Genesis 11:5 Darby English Bible (DARBY)

5 And Jehovah came down to see the city and the tower which the children of men built.

Cross Reference

Genesis 18:21 DARBY

I will go down now, and see whether they have done altogether according to the cry of it, which is come to me; and if not, I will know [it].

Exodus 19:11 DARBY

and let them be ready for the third day; for on the third day Jehovah will come down before the eyes of all the people on mount Sinai.

Exodus 3:8 DARBY

And I am come down to deliver them out of the hand of the Egyptians, and to bring them up out of that land unto a good and spacious land, unto a land flowing with milk and honey, unto the place of the Canaanites, and the Hittites, and the Amorites, and the Perizzites, and the Hivites, and the Jebusites.

Exodus 19:20 DARBY

And Jehovah came down on mount Sinai, on the top of the mountain; and Jehovah called Moses to the top of the mountain, and Moses went up.

John 3:13 DARBY

And no one has gone up into heaven, save he who came down out of heaven, the Son of man who is in heaven.

Exodus 19:18 DARBY

And the whole of mount Sinai smoked, because Jehovah descended on it in fire; and its smoke ascended as the smoke of a furnace; and the whole mountain shook greatly.

Psalms 11:4 DARBY

Jehovah [is] in the temple of his holiness; Jehovah, -- his throne is in the heavens: his eyes behold, his eyelids try the children of men.

Psalms 33:13-14 DARBY

Jehovah looketh from the heavens; he beholdeth all the sons of men: From the place of his habitation he looketh forth upon all the inhabitants of the earth;

Jeremiah 23:23-24 DARBY

Am I a God at hand, saith Jehovah, and not a God afar off?
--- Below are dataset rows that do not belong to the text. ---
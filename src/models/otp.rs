use chrono::{DateTime, Utc};
use garde::Validate;
use serde::{Deserialize, Serialize};
use tokio_postgres::Row;
use uuid::Uuid;

use crate::persistence::{Entity, RepoError, Value, column};

/// The flow a one-time code was issued for.
#[derive(Clone, Copy, Debug, PartialEq, Eq, Serialize, Deserialize)]
#[serde(rename_all = "snake_case")]
pub enum OtpFlow {
    UserVerification,
}

impl OtpFlow {
    pub fn as_str(&self) -> &'static str {
        match self {
            OtpFlow::UserVerification => "user_verification",
        }
    }

    fn parse(raw: &str) -> Result<Self, RepoError> {
        match raw {
            "user_verification" => Ok(OtpFlow::UserVerification),
            other => Err(RepoError::Encoding(format!("unknown otp flow {other}"))),
        }
    }
}

/// A one-time code bound to the token of a pre-verification session.
#[derive(Clone, Debug, Serialize, Deserialize)]
pub struct Otp {
    pub id: Uuid,
    pub code: String,
    pub flow: OtpFlow,
    /// Lookup key; unique per row.
    pub verification_token: String,
    pub expires_at: DateTime<Utc>,
    pub user_id: Uuid,
    pub created_at: DateTime<Utc>,
    pub updated_at: Option<DateTime<Utc>>,
}

impl Otp {
    /// Strictly-after semantics: the expiry instant itself is still valid.
    pub fn is_expired_at(&self, now: DateTime<Utc>) -> bool {
        now > self.expires_at
    }
}

impl Entity for Otp {
    const TABLE: &'static str = "otps";
    const COLUMNS: &'static [&'static str] = &[
        "id",
        "code",
        "flow",
        "verification_token",
        "expires_at",
        "user_id",
        "created_at",
        "updated_at",
    ];
    const UNIQUE_KEYS: &'static [&'static [&'static str]] = &[&["verification_token"]];

    fn id(&self) -> Uuid {
        self.id
    }

    fn values(&self) -> Vec<Value> {
        vec![
            self.id.into(),
            self.code.clone().into(),
            self.flow.as_str().into(),
            self.verification_token.clone().into(),
            self.expires_at.into(),
            self.user_id.into(),
            self.created_at.into(),
            self.updated_at.into(),
        ]
    }

    fn from_row(row: &Row) -> Result<Self, RepoError> {
        let flow: String = column(row, "flow")?;
        Ok(Otp {
            id: column(row, "id")?,
            code: column(row, "code")?,
            flow: OtpFlow::parse(&flow)?,
            verification_token: column(row, "verification_token")?,
            expires_at: column(row, "expires_at")?,
            user_id: column(row, "user_id")?,
            created_at: column(row, "created_at")?,
            updated_at: column(row, "updated_at")?,
        })
    }
}

/// The request payload for submitting an emailed code.
#[derive(Deserialize, Debug, Validate)]
pub struct VerifyOtpPayload {
    #[garde(length(min = 1, max = 32))]
    pub code: String,
}

/// Data rendered into the verification email.
#[derive(Debug, Clone)]
pub struct VerificationEmailData {
    pub code: String,
}
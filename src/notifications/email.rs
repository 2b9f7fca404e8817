use std::sync::Arc;

use crate::clients::smtp::{MailError, Mailer};
use crate::models::otp::VerificationEmailData;
use crate::tasks::BackgroundTask;

const VERIFICATION_TEMPLATE: &str = include_str!("templates/verification-email.html");
pub const VERIFICATION_SUBJECT: &str = "Flash Buy - Verification Email";

/// Renders the verification email body.
pub fn render_verification_email(data: &VerificationEmailData) -> String {
    VERIFICATION_TEMPLATE.replace("{{code}}", &data.code)
}

/// Sends templated notification emails through a [`Mailer`].
#[derive(Clone)]
pub struct EmailNotifier {
    mailer: Arc<dyn Mailer>,
}

impl EmailNotifier {
    pub fn new(mailer: Arc<dyn Mailer>) -> Self {
        Self { mailer }
    }

    pub async fn send_verification_email(&self, email: &str, code: &str) -> Result<(), MailError> {
        let body = render_verification_email(&VerificationEmailData {
            code: code.to_string(),
        });
        self.mailer
            .send_email(email, VERIFICATION_SUBJECT, &body)
            .await
    }

    /// Sends the verification email off the request path.
    ///
    /// Failures are logged inside the task and reported through its output;
    /// nothing is retried.
    pub fn dispatch_verification_email(
        &self,
        email: String,
        code: String,
    ) -> BackgroundTask<Result<(), MailError>> {
        let notifier = self.clone();
        BackgroundTask::spawn("verification-email", async move {
            let outcome = notifier.send_verification_email(&email, &code).await;
            match &outcome {
                Ok(()) => tracing::info!("📧 Verification email sent to {}", email),
                Err(e) => tracing::error!("❌ Failed to send verification email to {}: {}", email, e),
            }
            outcome
        })
    }
}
Can any hide himself in secret places, that I shall not see him? saith Jehovah. Do not I fill the heavens and the earth? saith Jehovah.

Hebrews 4:13 DARBY

And there is not a creature unapparent before him; but all things [are] naked and laid bare to his eyes, with whom we have to do.

Commentary on Genesis 11 Commentary Critical and Explanatory on the Whole Bible


CHAPTER 11

Ge 11:1-32. Confusion of Tongues.

1. the whole earth was of one language. The descendants of Noah, united by the strong bond of a common language, had not separated, and notwithstanding the divine command to replenish the earth, were unwilling to separate. The more pious and well-disposed would of course obey the divine will; but a numerous body, seemingly the aggressive horde mentioned (Ge 10:10), determined to please themselves by occupying the fairest region they came to.
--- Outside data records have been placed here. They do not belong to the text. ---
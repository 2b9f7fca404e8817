use uuid::Uuid;

use super::Repo;
use crate::models::otp::Otp;
use crate::persistence::{Optional, QueryOption, RepoError};

#[derive(Clone)]
pub struct OtpRepository {
    repo: Repo<Otp>,
}

impl OtpRepository {
    pub fn new(repo: Repo<Otp>) -> Self {
        Self { repo }
    }

    pub async fn create(&self, otp: &Otp) -> Result<(), RepoError> {
        self.repo.create(otp).await
    }

    pub async fn find_by_verification_token(&self, token: &str) -> Result<Option<Otp>, RepoError> {
        self.repo
            .find_one(&[QueryOption::eq("verification_token", token)])
            .await
            .optional()
    }

    pub async fn update(&self, otp: &Otp) -> Result<(), RepoError> {
        self.repo.update(otp).await
    }

    pub async fn delete(&self, id: Uuid) -> Result<(), RepoError> {
        self.repo.delete(id).await
    }
}
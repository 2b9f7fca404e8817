use uuid::Uuid;

use crate::config::RetryPolicy;
use crate::error::{AppError, Result};
use crate::models::product_image::{ImageUpload, ProductImage};
use crate::repositories::product_image::ProductImageRepository;
use crate::services::image::ImageService;
use crate::tasks::BackgroundTask;

/// Handle on one detached product image upload.
pub type ImageUploadTask = BackgroundTask<Result<ProductImage>>;

/// Uploads product images off the request path and records them once stored.
#[derive(Clone)]
pub struct ProductImageService {
    images: ImageService,
    product_images: ProductImageRepository,
    retry: RetryPolicy,
}

impl ProductImageService {
    pub fn new(images: ImageService, product_images: ProductImageRepository, retry: RetryPolicy) -> Self {
        Self {
            images,
            product_images,
            retry,
        }
    }

    /// Starts one detached upload per image.
    pub fn dispatch(&self, product_id: Uuid, uploads: Vec<ImageUpload>) -> Vec<ImageUploadTask> {
        uploads
            .into_iter()
            .map(|upload| {
                let service = self.clone();
                BackgroundTask::spawn("product-image-upload", async move {
                    let outcome = service.upload_with_retry(product_id, &upload).await;
                    if let Err(e) = &outcome {
                        tracing::error!(
                            "❌ Giving up on image {} for product {}: {}",
                            upload.filename,
                            product_id,
                            e
                        );
                    }
                    outcome
                })
            })
            .collect()
    }

    /// Uploads `upload`, retrying with a linearly growing delay, then inserts
    /// the image row. The insert itself is attempted once.
    pub async fn upload_with_retry(&self, product_id: Uuid, upload: &ImageUpload) -> Result<ProductImage> {
        let mut last_error = None;

        for attempt in 1..=self.retry.max_attempts {
            match self.images.upload(upload).await {
                Ok(url) => {
                    let image = ProductImage::new(product_id, url);
                    self.product_images.create(&image).await?;

                    tracing::info!(
                        "🖼️ Image {} stored for product {} (attempt {})",
                        image.id,
                        product_id,
                        attempt
                    );
                    return Ok(image);
                }
                Err(e) => {
                    tracing::warn!(
                        "Upload of {} failed (attempt {}/{}): {}",
                        upload.filename,
                        attempt,
                        self.retry.max_attempts,
                        e
                    );
                    last_error = Some(e);
                    tokio::time::sleep(self.retry.base_delay * attempt).await;
                }
            }
        }

        Err(last_error.unwrap_or_else(|| AppError::Internal("no upload attempts configured".to_string())))
    }
}
use std::sync::Arc;

use async_trait::async_trait;
use lettre::message::header::ContentType;
use lettre::transport::smtp::authentication::Credentials;
use lettre::transport::smtp::client::{Tls, TlsParameters};
use lettre::{Message, SmtpTransport, Transport};
use thiserror::Error;

use crate::config::SmtpConfig;

#[derive(Error, Debug)]
pub enum MailError {
    #[error("invalid address: {0}")]
    Address(String),

    #[error("failed to build message: {0}")]
    Message(String),

    #[error("SMTP transport error: {0}")]
    Transport(String),
}

/// Sends HTML email.
#[async_trait]
pub trait Mailer: Send + Sync {
    async fn send_email(&self, to: &str, subject: &str, html_body: &str) -> Result<(), MailError>;
}

/// SMTP mailer; the configured user is also the sender address.
pub struct SmtpMailer {
    transport: Arc<SmtpTransport>,
    from: String,
}

impl SmtpMailer {
    pub fn new(config: &SmtpConfig) -> Result<Self, MailError> {
        let tls_parameters = TlsParameters::new(config.host.clone())
            .map_err(|e| MailError::Transport(format!("Failed to build TLS parameters: {e}")))?;

        let tls = if config.port == 465 {
            Tls::Wrapper(tls_parameters)
        } else {
            Tls::Opportunistic(tls_parameters)
        };

        let transport = SmtpTransport::builder_dangerous(config.host.as_str())
            .port(config.port)
            .credentials(Credentials::new(config.user.clone(), config.password.clone()))
            .tls(tls)
            .timeout(Some(std::time::Duration::from_secs(10)))
            .build();

        Ok(Self {
            transport: Arc::new(transport),
            from: config.user.clone(),
        })
    }
}

#[async_trait]
impl Mailer for SmtpMailer {
    async fn send_email(&self, to: &str, subject: &str, html_body: &str) -> Result<(), MailError> {
        let email = Message::builder()
            .from(
                self.from
                    .parse()
                    .map_err(|e| MailError::Address(format!("from {}: {e}", self.from)))?,
            )
            .to(to
                .parse()
                .map_err(|e| MailError::Address(format!("to {to}: {e}")))?)
            .subject(subject)
            .header(ContentType::TEXT_HTML)
            .body(html_body.to_string())
            .map_err(|e| MailError::Message(e.to_string()))?;

        // lettre's SmtpTransport is blocking
        let transport = Arc::clone(&self.transport);
        tokio::task::spawn_blocking(move || transport.send(&email))
            .await
            .map_err(|e| MailError::Transport(e.to_string()))?
            .map_err(|e| MailError::Transport(e.to_string()))?;

        tracing::debug!("📧 Email sent to {}", to);
        Ok(())
    }
}
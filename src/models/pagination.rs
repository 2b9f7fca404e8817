use serde::Serialize;

pub const DEFAULT_LIMIT: i64 = 10;
pub const MAX_LIMIT: i64 = 1000;

/// A page request. Always normalized: `page >= 1` and `1 <= limit <= MAX_LIMIT`.
#[derive(Debug, Clone, Copy, PartialEq, Eq)]
pub struct Pagination {
    pub page: i64,
    pub limit: i64,
}

impl Pagination {
    /// Builds a page request from raw query-string values.
    ///
    /// Non-numeric or non-positive pages fall back to 1, non-numeric or
    /// non-positive limits fall back to [`DEFAULT_LIMIT`], and limits above
    /// [`MAX_LIMIT`] are clamped.
    pub fn from_query(page: Option<&str>, limit: Option<&str>) -> Self {
        let page = page
            .and_then(|p| p.trim().parse::<i64>().ok())
            .filter(|p| *p >= 1)
            .unwrap_or(1);

        let limit = limit
            .and_then(|l| l.trim().parse::<i64>().ok())
            .filter(|l| *l >= 1)
            .unwrap_or(DEFAULT_LIMIT)
            .min(MAX_LIMIT);

        Self { page, limit }
    }

    pub fn offset(&self) -> i64 {
        (self.page - 1).saturating_mul(self.limit)
    }
}

impl Default for Pagination {
    fn default() -> Self {
        Self {
            page: 1,
            limit: DEFAULT_LIMIT,
        }
    }
}

/// One page of results plus the totals needed to render a pager.
#[derive(Debug, Clone, Serialize)]
#[serde(rename_all = "camelCase")]
pub struct Page<T> {
    pub data: Vec<T>,
    pub total: i64,
    pub total_pages: i64,
    pub page: i64,
    pub limit: i64,
}

impl<T> Page<T> {
    pub fn new(data: Vec<T>, total: i64, pagination: Pagination) -> Self {
        let total_pages = if total == 0 {
            0
        } else {
            (total + pagination.limit - 1) / pagination.limit
        };

        Self {
            data,
            total,
            total_pages,
            page: pagination.page,
            limit: pagination.limit,
        }
    }

    pub fn map<U>(self, f: impl FnMut(T) -> U) -> Page<U> {
        Page {
            data: self.data.into_iter().map(f).collect(),
            total: self.total,
            total_pages: self.total_pages,
            page: self.page,
            limit: self.limit,
        }
    }
}

#[cfg(test)]
mod tests {
    use super::*;

    #[test]
    fn limit_is_clamped_to_maximum() {
        let p = Pagination::from_query(Some("2"), Some("100000"));
        assert_eq!(p.limit, MAX_LIMIT);
        assert_eq!(p.page, 2);
    }

    #[test]
    fn invalid_page_defaults_to_first() {
        assert_eq!(Pagination::from_query(Some("0"), None).page, 1);
        assert_eq!(Pagination::from_query(Some("abc"), None).page, 1);
        assert_eq!(Pagination::from_query(Some("-4"), None).page, 1);
        assert_eq!(Pagination::from_query(None, None).page, 1);
    }

    #[test]
    fn invalid_limit_defaults() {
        assert_eq!(Pagination::from_query(None, Some("0")).limit, DEFAULT_LIMIT);
        assert_eq!(Pagination::from_query(None, Some("ten")).limit, DEFAULT_LIMIT);
        assert_eq!(Pagination::from_query(None, Some("25")).limit, 25);
    }

    #[test]
    fn total_pages_rounds_up() {
        let page: Page<u8> = Page::new(vec![], 21, Pagination { page: 1, limit: 10 });
        assert_eq!(page.total_pages, 3);
        let empty: Page<u8> = Page::new(vec![], 0, Pagination::default());
        assert_eq!(empty.total_pages, 0);
        assert_eq!(Pagination { page: 3, limit: 10 }.offset(), 20);
    }
}
use chrono::Utc;
use uuid::Uuid;

use crate::error::{AppError, Result};
use crate::models::billboard::Billboard;
use crate::models::pagination::{Page, Pagination};
use crate::models::product_image::ImageUpload;
use crate::repositories::billboard::BillboardRepository;
use crate::services::image::ImageService;
use crate::services::store::StoreService;

#[derive(Clone)]
pub struct BillboardService {
    billboards: BillboardRepository,
    stores: StoreService,
    images: ImageService,
}

impl BillboardService {
    pub fn new(billboards: BillboardRepository, stores: StoreService, images: ImageService) -> Self {
        Self {
            billboards,
            stores,
            images,
        }
    }

    /// Uploads the image, then inserts the billboard.
    ///
    /// Ownership is checked before anything leaves the process, so a foreign
    /// store gets a 403 without an upload or a row.
    pub async fn create(
        &self,
        store_id: Uuid,
        user_id: Uuid,
        label: &str,
        image: &ImageUpload,
    ) -> Result<Billboard> {
        self.stores.owned_store(store_id, user_id).await?;

        let image_url = self.images.validate_and_upload(image).await?;
        let billboard = Billboard::new(label, store_id, Some(image_url));
        self.billboards.create(&billboard).await?;

        tracing::info!("✅ Billboard {} created in store {}", billboard.id, store_id);
        Ok(billboard)
    }

    pub async fn paged_list(
        &self,
        store_id: Uuid,
        user_id: Uuid,
        pagination: Pagination,
        label: Option<&str>,
    ) -> Result<Page<Billboard>> {
        self.stores.owned_store(store_id, user_id).await?;
        Ok(self
            .billboards
            .paged_list(store_id, pagination, label)
            .await?)
    }

    pub async fn get(&self, store_id: Uuid, user_id: Uuid, billboard_id: Uuid) -> Result<Billboard> {
        self.stores.owned_store(store_id, user_id).await?;
        self.billboards
            .find_by_id(billboard_id)
            .await?
            .filter(|billboard| billboard.store_id == store_id)
            .ok_or(AppError::BillboardNotFound)
    }

    /// Replaces the label and, when a new image is given, the image URL.
    pub async fn update(
        &self,
        store_id: Uuid,
        user_id: Uuid,
        billboard_id: Uuid,
        label: &str,
        image: Option<&ImageUpload>,
    ) -> Result<Billboard> {
        self.stores.owned_store(store_id, user_id).await?;
        let mut billboard = self.billboard_in_store(store_id, billboard_id).await?;

        if let Some(image) = image {
            billboard.image_url = Some(self.images.validate_and_upload(image).await?);
        }
        billboard.label = label.trim().to_string();
        billboard.updated_at = Some(Utc::now());

        self.billboards.update(&billboard).await?;
        Ok(billboard)
    }

    pub async fn delete(&self, store_id: Uuid, user_id: Uuid, billboard_id: Uuid) -> Result<()> {
        self.stores.owned_store(store_id, user_id).await?;
        self.billboard_in_store(store_id, billboard_id).await?;
        self.billboards.delete(billboard_id).await?;

        tracing::info!("Billboard {} deleted", billboard_id);
        Ok(())
    }

    /// Finds a billboard that must belong to `store_id`.
    ///
    /// A billboard of another store is `AppError::BillboardNotInStore`, not a
    /// not-found.
    pub async fn billboard_in_store(&self, store_id: Uuid, billboard_id: Uuid) -> Result<Billboard> {
        let billboard = self
            .billboards
            .find_by_id(billboard_id)
            .await?
            .ok_or(AppError::BillboardNotFound)?;

        if billboard.store_id != store_id {
            return Err(AppError::BillboardNotInStore);
        }

        Ok(billboard)
    }
}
2. land of Shinar—The fertile valley watered by the Euphrates and Tigris was chosen as the center of their union and the seat of their power.

3. brick—There being no stone in that quarter, brick is, and was, the only material used for building, as appears in the mass of ruins which at the Birs Nimroud may have been the very town formed by those ancient rebels. Some of these are sun-dried—others burnt in the kiln and of different colors.
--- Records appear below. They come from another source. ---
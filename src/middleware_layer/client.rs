use std::net::{IpAddr, SocketAddr};

use axum::{
    body::Body,
    extract::{ConnectInfo, Request},
    http::header,
    middleware::Next,
    response::Response,
};

use crate::models::session::SessionSecurityInfo;

/// Extracts the client IP: the first `X-Forwarded-For` hop, else the peer
/// address, else "unknown".
fn extract_real_ip(req: &Request<Body>) -> String {
    let forwarded = req
        .headers()
        .get("x-forwarded-for")
        .and_then(|value| value.to_str().ok())
        .and_then(|value| value.split(',').next())
        .map(str::trim)
        .and_then(|value| value.parse::<IpAddr>().ok());

    forwarded
        .or_else(|| {
            req.extensions()
                .get::<ConnectInfo<SocketAddr>>()
                .map(|ci| ci.0.ip())
        })
        .map(|ip| ip.to_string())
        .unwrap_or_else(|| "unknown".to_string())
}

/// A middleware that records the caller's IP and user agent for session
/// creation.
pub async fn capture_client_info(mut req: Request<Body>, next: Next) -> Response {
    let info = SessionSecurityInfo {
        ip: extract_real_ip(&req),
        user_agent: req
            .headers()
            .get(header::USER_AGENT)
            .and_then(|value| value.to_str().ok())
            .unwrap_or("unknown")
            .to_string(),
    };

    req.extensions_mut().insert(info);
    next.run(req).await
}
slime—bitumen, a mineral pitch, which, when hardened, forms a strong cement, commonly used in Assyria to this day, and forming the mortar found on the burnt brick remains of antiquity.

4. a tower whose top may reach unto heaven—a common figurative expression for great height (De 1:28; 9:1-6).

lest we be scattered—To build a city and a town was no crime; but to do this to defeat the counsels of heaven by attempting to prevent emigration was foolish, wicked, and justly offensive to God.

6. and now nothing will be restrained from them—an apparent admission that the design was practicable, and would have been executed but for the divine interposition.

7. confound their language—literally, "their lip"; it was a failure in utterance, occasioning a difference in dialect which was intelligible only to those of the same tribe. Thus easily by God their purpose was defeated, and they were compelled to the dispersion they had combined to prevent. It is only from the Scriptures we learn the true origin of the different nations and languages of the world. By one miracle of tongues men were dispersed and gradually fell from true religion. By another, national barriers were broken down—that all men might be brought back to the family of God.

28. Ur—now Orfa; that is, "light," or "fire." Its name probably derived from its being devoted to the rites of fire-worship. Terah and his family were equally infected with that idolatry as the rest of the inhabitants (Jos 24:15).

31. Sarai his daughter-in-law—the same as Iscah [Ge 11:29], granddaughter of Terah, probably by a second wife, and by early usages considered marriageable to her uncle, Abraham.

they came unto Haran—two days' journey south-southeast from Ur, on the direct road to the ford of the Euphrates at Rakka, the nearest and most convenient route to Palestine.